The convicted felon started a home healthcare company, using his wife Elizabeth as the straw owner to hide himself from authorities.
The couple cashed in. Their Miami-Dade business, Ideal Home Health, billed Medicare $45 million for purportedly providing nursing services for homebound diabetic patients — raking in $30 million in taxpayer dollars.
On Friday, U.S. District Judge Kathleen Williams sent Luis Sanz, 58, to prison for 10 years and Elizabeth Acosta Sanz, 45, for nine years, saying the couple made a “mockery” of the beleaguered federal program for the elderly and disabled. The Sanzes, who bought a $1.3 million West Miami-Dade home with their ill-gotten gains, paid kickbacks to recruiters and patients for services that were never provided or needed…

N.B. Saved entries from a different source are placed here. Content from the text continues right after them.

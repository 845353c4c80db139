//! Core types and configuration for the tape-sentiment system.
//!
//! This crate provides shared types used across all other crates:
//! - Trade records and sentiment classification
//! - Price bucket definitions
//! - Aggregate snapshots (volume totals, day and month summaries)
//! - Per-ticker configuration
//! - Common error types

pub mod config;
pub mod error;
pub mod math;
pub mod types;

pub use config::{DateSource, TickerConfig};
pub use error::{Error, Result};
pub use types::*;
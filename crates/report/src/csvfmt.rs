//! Machine-readable day rows.
//!
//! Decimals are written with their exact scale, so a row can be parsed back
//! into the same values. Fields go through [`csv::Writer`], which quotes any
//! bucket name containing a delimiter or quote.

use csv::{Terminator, Writer, WriterBuilder};
use std::io::{self, Write};
use tape_core::{BucketDefinition, DaySummary, Error, Result};

/// Placeholder columns written for a day without trades.
const EMPTY_DAY_COLUMNS: usize = 15;

/// CSV writer producing `\n`-terminated rows with no implicit header.
pub fn csv_writer<W: Write>(out: W) -> Writer<W> {
    WriterBuilder::new()
        .has_headers(false)
        .terminator(Terminator::Any(b'\n'))
        .from_writer(out)
}

/// Header fields: configured column names, then one column per bucket.
pub fn header_record<S: AsRef<str>>(columns: &[S], buckets: &[BucketDefinition]) -> Vec<String> {
    columns
        .iter()
        .map(|c| c.as_ref().to_string())
        .chain(buckets.iter().map(|b| b.name.clone()))
        .collect()
}

/// Day fields, bucket dollar volumes appended in definition order.
pub fn day_record(day: &DaySummary) -> Vec<String> {
    let mut fields: Vec<String> = vec![day.ordinal.to_string(), day.date.clone()];

    if day.is_empty() {
        fields.extend(std::iter::repeat("0".to_string()).take(EMPTY_DAY_COLUMNS));
        return fields;
    }

    let totals = &day.totals;
    let ratios = &day.ratios;
    fields.extend(
        [
            day.average_price,
            totals.volume,
            totals.buy_volume,
            totals.sell_volume,
            totals.unknown_volume,
            totals.dollar_volume,
            totals.buy_dollar_volume,
            totals.sell_dollar_volume,
            totals.unknown_dollar_volume,
            ratios.buy_volume,
            ratios.sell_volume,
            ratios.unknown_volume,
            ratios.buy_dollar_volume,
            ratios.sell_dollar_volume,
            ratios.unknown_dollar_volume,
        ]
        .iter()
        .map(|v| v.to_string()),
    );
    fields.extend(day.buckets.iter().map(|b| b.dollar_volume.to_string()));
    fields
}

/// Write the header row.
pub fn write_csv_header<W: Write, S: AsRef<str>>(
    writer: &mut Writer<W>,
    columns: &[S],
    buckets: &[BucketDefinition],
) -> Result<()> {
    writer.write_record(header_record(columns, buckets))?;
    Ok(())
}

/// Write one day row.
pub fn write_day_csv<W: Write>(writer: &mut Writer<W>, day: &DaySummary) -> Result<()> {
    writer.write_record(day_record(day))?;
    Ok(())
}

/// Header row as text, without the line terminator.
pub fn csv_header<S: AsRef<str>>(columns: &[S], buckets: &[BucketDefinition]) -> Result<String> {
    record_to_string(&header_record(columns, buckets))
}

/// Day row as text, without the line terminator.
pub fn format_day_csv(day: &DaySummary) -> Result<String> {
    record_to_string(&day_record(day))
}

fn record_to_string(fields: &[String]) -> Result<String> {
    let mut writer = csv_writer(Vec::new());
    writer.write_record(fields)?;
    let bytes = writer.into_inner().map_err(|e| Error::Io(e.into_error()))?;
    let mut row =
        String::from_utf8(bytes).map_err(|e| Error::Io(io::Error::new(io::ErrorKind::InvalidData, e)))?;
    if row.ends_with('\n') {
        row.pop();
    }
    Ok(row)
}
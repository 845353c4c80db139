//! Tracing subscriber setup.

use tracing::Level;
use tracing_subscriber::EnvFilter;

fn parse_level(level: &str) -> Level {
    match level.to_uppercase().as_str() {
        "TRACE" => Level::TRACE,
        "DEBUG" => Level::DEBUG,
        "INFO" => Level::INFO,
        "WARN" | "WARNING" => Level::WARN,
        "ERROR" => Level::ERROR,
        _ => Level::INFO,
    }
}

/// Install the global subscriber, writing to stderr.
///
/// `RUST_LOG` overrides `log_level` when set. Calling this twice is harmless.
pub fn setup_logging(log_level: &str, json_format: bool) {
    let level = parse_level(log_level);
    let filter = EnvFilter::try_from_default_env()
        .unwrap_or_else(|_| EnvFilter::default().add_directive(level.into()));

    let result = if json_format {
        tracing_subscriber::fmt()
            .json()
            .with_target(true)
            .with_writer(std::io::stderr)
            .with_env_filter(filter)
            .try_init()
    } else {
        tracing_subscriber::fmt()
            .with_target(false)
            .with_writer(std::io::stderr)
            .with_env_filter(filter)
            .try_init()
    };

    if result.is_ok() {
        tracing::debug!(log_level = %level, json = json_format, "Logging initialized");
    }
}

“Every single day, they had one purpose: to steal as much money as they could from Medicare,” Assistant U.S. Attorney Dan Bernstein told the judge. “Medicare paid because these people were good at fooling Medicare…”
“The case of Luis Sanz really encapsulates what’s been happening in Miami” since the 1990s, when many drug traffickers began gravitating to the Medicare rackets because it was seen as profitable and less risky.
Do you think that Florida voters electing a governor whose clinics set the record for a criminal fine for fraud might have given these crooks that idea? Republican Rick Scott’s firm – Columbia/HCA – paid over $2 billion fine for fraud.
Last year, Medicare adopted new measures designed to combat the failed “pay and chase” model of doling out dollars for claims, then pursuing the scammers after they have run off with the money. As part of the Affordable Care Act, Medicare received $350 million to develop stricter screening of healthcare providers and more sophisticated software for detecting fraudulent claims…
The upgrades in screening and technology came in response to massive taxpayer losses in South Florida — regarded as the nation’s healthcare fraud capital — and other parts of the country.
Yes – of course the Party-formerly-known-as-Republican opposed these changes.